1. Give Blackness a positive association
This is the first and most important part. In order to be unapologetically Black, you have to be proud of and unembarrassed by Blackness. And this doesn’t just mean embracing yourself. It means removing negative connotations possessed with entities associated with Blackness. You can not be unapologetically Black if you still assume that if something happens to be “Black” — whether its a public university or a publication or a person — its inherently less than. Perhaps you never gave Blackness the benefit of the doubt before. Well, now you need to start.
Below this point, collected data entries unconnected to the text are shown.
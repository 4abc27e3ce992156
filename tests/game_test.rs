//! Turn orchestration, notifications and the stale-signal guard.

use connect_four::{
    Game, GameError, GameEvent, HeuristicPlayer, Player, RandomPlayer, Reporter,
};
use connect_four_rules::{Piece, RulesError, State};
use std::time::Duration;

fn hugh(seed: u64) -> Box<dyn Player> {
    Box::new(HeuristicPlayer::seeded(seed, Duration::ZERO))
}

fn rando(seed: u64) -> Box<dyn Player> {
    Box::new(RandomPlayer::seeded(seed, Duration::ZERO))
}

/// Keeps the reporter of its previous turn and keeps talking into it.
struct Chatty {
    previous: Option<Reporter>,
}

#[async_trait::async_trait]
impl Player for Chatty {
    fn name(&self) -> &str {
        "Chatty"
    }

    fn description(&self) -> &str {
        "Talks into old reporters"
    }

    async fn get_play(&mut self, state: &State, reporter: Reporter) -> Result<usize, GameError> {
        let valid = connect_four::check_playable(state)?;
        if let Some(old) = &self.previous {
            old.thinking(format!("stale from turn {}", old.turn()));
            old.highlight(vec![7]);
        }
        reporter.thinking(format!("fresh on turn {}", reporter.turn()));
        reporter.highlight(vec![valid[0]]);
        self.previous = Some(reporter);
        Ok(valid[0])
    }
}

/// Answers with a full column.
struct Cheater;

#[async_trait::async_trait]
impl Player for Cheater {
    fn name(&self) -> &str {
        "Cheater"
    }

    fn description(&self) -> &str {
        "Ignores the rules"
    }

    async fn get_play(&mut self, _state: &State, _reporter: Reporter) -> Result<usize, GameError> {
        Ok(1)
    }
}

#[tokio::test]
async fn test_run_to_completion() {
    for seed in 0..5 {
        let mut game = Game::new(State::initial(), hugh(seed), rando(seed)).unwrap();
        let mut events = game.observe();
        let last = game.run().await.unwrap();

        assert!(last.gameover());
        assert_eq!(game.state(), &last);
        assert_eq!(game.turn() as usize, last.moves().len());

        let mut received = Vec::new();
        while let Ok(event) = events.try_recv() {
            received.push(event);
        }
        assert!(matches!(
            received.first(),
            Some(GameEvent::TurnStarted { turn: 1, piece: Piece::One, .. })
        ));
        assert_eq!(
            received.last(),
            Some(&GameEvent::GameOver {
                winner: last.winner()
            })
        );
        let moves: Vec<usize> = received
            .iter()
            .filter_map(|event| match event {
                GameEvent::MoveMade { column, .. } => Some(*column),
                _ => None,
            })
            .collect();
        assert_eq!(moves, last.moves());
    }
}

#[tokio::test]
async fn test_cannot_start_finished_game() {
    let err = Game::new(State::parse("1212121").unwrap(), hugh(0), hugh(1)).unwrap_err();
    assert!(matches!(err, GameError::Rules(RulesError::Precondition { .. })));
}

#[tokio::test]
async fn test_play_turn_after_game_over() {
    // Player 1 completes the vertical with column 1.
    let mut game = Game::new(State::parse("121212").unwrap(), hugh(0), hugh(1)).unwrap();
    let after = game.play_turn().await.unwrap();
    assert_eq!(after.winner(), Some(Piece::One));
    assert_eq!(after.moves().last(), Some(&1));

    let err = game.play_turn().await.unwrap_err();
    assert!(matches!(err, GameError::Rules(RulesError::InvalidOperation { .. })));
}

#[tokio::test]
async fn test_current_player_follows_state() {
    let game = Game::new(State::parse("4").unwrap(), hugh(0), rando(1)).unwrap();
    assert_eq!(game.current_piece(), Piece::Two);
    assert_eq!(game.current_player().name(), "Rando");
    assert_eq!(game.player(Piece::One).name(), "Hugh");
}

#[tokio::test]
async fn test_turn_notifications_in_order() {
    let mut game = Game::new(State::initial(), rando(3), rando(4)).unwrap();
    let mut events = game.observe();
    let next = game.play_turn().await.unwrap();

    let mut received = Vec::new();
    while let Ok(event) = events.try_recv() {
        received.push(event);
    }
    let n = received.len();
    assert!(n >= 4);
    assert!(matches!(received[0], GameEvent::TurnStarted { turn: 1, .. }));
    assert!(received[1..n - 2]
        .iter()
        .all(|e| matches!(e, GameEvent::Thinking(_) | GameEvent::Highlight(_))));
    assert_eq!(
        received[n - 2],
        GameEvent::MoveMade {
            piece: Piece::One,
            column: next.moves()[0]
        }
    );
    assert_eq!(received[n - 1], GameEvent::StateChanged(next));

    // Per-turn notes do not outlive the move.
    assert!(game.thoughts().is_empty());
    assert!(game.highlight().is_empty());
}

#[tokio::test]
async fn test_stale_signals_are_dropped() {
    let chatty = || -> Box<dyn Player> { Box::new(Chatty { previous: None }) };
    let mut game = Game::new(State::initial(), chatty(), chatty()).unwrap();
    let mut events = game.observe();

    for _ in 0..4 {
        game.play_turn().await.unwrap();
    }

    let mut thoughts = Vec::new();
    while let Ok(event) = events.try_recv() {
        match event {
            GameEvent::Thinking(text) => thoughts.push(text),
            GameEvent::Highlight(columns) => assert_ne!(columns, vec![7]),
            _ => {}
        }
    }
    assert_eq!(
        thoughts,
        vec![
            "fresh on turn 1",
            "fresh on turn 2",
            "fresh on turn 3",
            "fresh on turn 4"
        ]
    );
}

#[tokio::test]
async fn test_unplayable_answer_is_an_error() {
    let mut game = Game::new(State::parse("111111").unwrap(), Box::new(Cheater), hugh(0)).unwrap();
    let err = game.play_turn().await.unwrap_err();
    assert!(matches!(err, GameError::Rules(RulesError::InvalidOperation { .. })));
    assert_eq!(game.state(), &State::parse("111111").unwrap());
}

#[tokio::test]
async fn test_dropped_observer_does_not_stop_the_game() {
    let mut game = Game::new(State::initial(), hugh(7), hugh(8)).unwrap();
    drop(game.observe());
    assert!(game.run().await.unwrap().gameover());
}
2. Surround yourself with people connected to and in favor of unapologetic Blackness
Fortunately, I was lucky enough to have parents who instilled this in me pretty early. But I recognize that many of us just haven’t been around enough Black people who believe unapologetic Blackness is a thing to be desired. And, if you’re attempting to get there yourself, it’s vital to seek out people who are either already there or down to make the journey with you. Basically, remove all people named Taye and Stacey and Clarence from your crew.
3. Give negative infinity fucks about what White people think
Now, this doesn’t mean you stop caring about what the White people you personally know and like/love think. Nor does it mean to release all basic human kindness and dignity. If you see a White person about to get hit by a truck, don’t say “Man, fuck what that White dude who doesn’t know he’s about to get hit by a truck thinks.” Say, “Hey man who happens to be White, there’s a truck coming and it might hit you if you don’t move.”
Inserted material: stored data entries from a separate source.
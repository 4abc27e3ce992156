//! Runtime configuration loaded from TOML.

use derive_getters::Getters;
use derive_more::{Display, Error};
use serde::{Deserialize, Serialize};
use std::path::{Path, PathBuf};
use std::time::Duration;
use tracing::{debug, info, instrument};

/// Settings shared by the players and the terminal front end.
#[derive(Debug, Clone, PartialEq, Eq, Getters, Serialize, Deserialize)]
#[serde(deny_unknown_fields)]
pub struct GameConfig {
    /// Pause the computer players take between reasoning steps (milliseconds).
    #[serde(default = "default_think_delay_ms")]
    think_delay_ms: u64,

    /// Endpoint of the remote solver; the move string is sent as `?pos=`.
    #[serde(default = "default_solver_url")]
    solver_url: String,

    /// Upper bound on one solver request (milliseconds).
    #[serde(default = "default_solver_timeout_ms")]
    solver_timeout_ms: u64,

    /// File the terminal UI writes its logs to.
    #[serde(default = "default_log_file")]
    log_file: PathBuf,
}

fn default_think_delay_ms() -> u64 {
    500
}

fn default_solver_url() -> String {
    "https://connect4.gamesolver.org/solve".to_string()
}

fn default_solver_timeout_ms() -> u64 {
    2000
}

fn default_log_file() -> PathBuf {
    PathBuf::from("connect_four.log")
}

/// Whole milliseconds, saturating at `u64::MAX`.
fn millis(duration: Duration) -> u64 {
    u64::try_from(duration.as_millis()).unwrap_or(u64::MAX)
}

impl Default for GameConfig {
    fn default() -> Self {
        Self {
            think_delay_ms: default_think_delay_ms(),
            solver_url: default_solver_url(),
            solver_timeout_ms: default_solver_timeout_ms(),
            log_file: default_log_file(),
        }
    }
}

impl GameConfig {
    /// Loads configuration from a TOML file.
    #[instrument(skip(path), fields(path = %path.as_ref().display()))]
    pub fn from_file(path: impl AsRef<Path>) -> Result<Self, ConfigError> {
        debug!("Loading config from file");
        let content = std::fs::read_to_string(path.as_ref())
            .map_err(|e| ConfigError::new(format!("Failed to read config file: {}", e)))?;

        let config: Self = toml::from_str(&content)
            .map_err(|e| ConfigError::new(format!("Failed to parse config: {}", e)))?;

        info!(
            think_delay_ms = config.think_delay_ms,
            solver_url = %config.solver_url,
            "Config loaded successfully"
        );
        Ok(config)
    }

    /// Loads `path` when it exists, otherwise falls back to defaults.
    #[instrument(skip(path), fields(path = %path.as_ref().display()))]
    pub fn load_or_default(path: impl AsRef<Path>) -> Result<Self, ConfigError> {
        if path.as_ref().exists() {
            Self::from_file(path)
        } else {
            info!("Config file not found, using defaults");
            Ok(Self::default())
        }
    }

    /// Same configuration with a different thinking delay.
    pub fn with_think_delay(mut self, delay: Duration) -> Self {
        self.think_delay_ms = millis(delay);
        self
    }

    /// Same configuration pointing at another solver endpoint.
    pub fn with_solver_url(mut self, url: impl Into<String>) -> Self {
        self.solver_url = url.into();
        self
    }

    /// Same configuration with another solver timeout.
    pub fn with_solver_timeout(mut self, timeout: Duration) -> Self {
        self.solver_timeout_ms = millis(timeout);
        self
    }

    /// Thinking delay as a [`Duration`].
    pub fn think_delay(&self) -> Duration {
        Duration::from_millis(self.think_delay_ms)
    }

    /// Solver timeout as a [`Duration`].
    pub fn solver_timeout(&self) -> Duration {
        Duration::from_millis(self.solver_timeout_ms)
    }
}

/// Configuration error.
#[derive(Debug, Clone, Display, Error)]
#[display("Config error: {} at {}:{}", message, file, line)]
pub struct ConfigError {
    /// Error message.
    pub message: String,
    /// Line number where error occurred.
    pub line: u32,
    /// Source file where error occurred.
    pub file: &'static str,
}

impl ConfigError {
    /// Creates a new configuration error.
    #[track_caller]
    pub fn new(message: String) -> Self {
        let loc = std::panic::Location::caller();
        Self {
            message,
            line: loc.line(),
            file: loc.file(),
        }
    }
}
Instead, stop crafting your thoughts and actions around what White People (collectively) might think if you thought or acted a certain way. Step outside of the White Gaze, and stay there.
4. Embrace Blackness…even Blackness that happens to be unlike your Blackness
Your Blackness can not truly be unapologetic if it cherry-picks; deciding to withhold love from other unapologetically Black people.
From “I’m In Love With Black People Who Love Being Black People. And Love Black People.” Because everything said below could also be applied to the unapologetically Black journey.
Your love for Black people doesn’t mean shit if it doesn’t include Black women. Or Black men. Or Black homosexuals. Or Black atheists. Or Black Christians. Or Black…you get my point. If your love subjugates and discriminates, it’s not love. It’s vanity.
Naturally, you can not love every single Black person. But while you can — and probably should — put conditions on that love based on what that particular Black person happens to do if it directly damages other people (sexual assault, murder, putting kale in the potato salad, etc) you cannot put conditions on that love based on who that particular Black person was born to be. And still claim to love us.
Of course, there are Black people who believe that making Blackness inclusive is inherently anti-Black because it “weakens” us. Whatever and whoever doesn’t fit their ideal of what makes a stronger Black community — whether its feminism or atheism or being Christian or being queer — are cancers that need to be eradicated. But what they don’t get is that this journey includes all of us. If it doesn’t, there’s no journey. No community. No love. No point.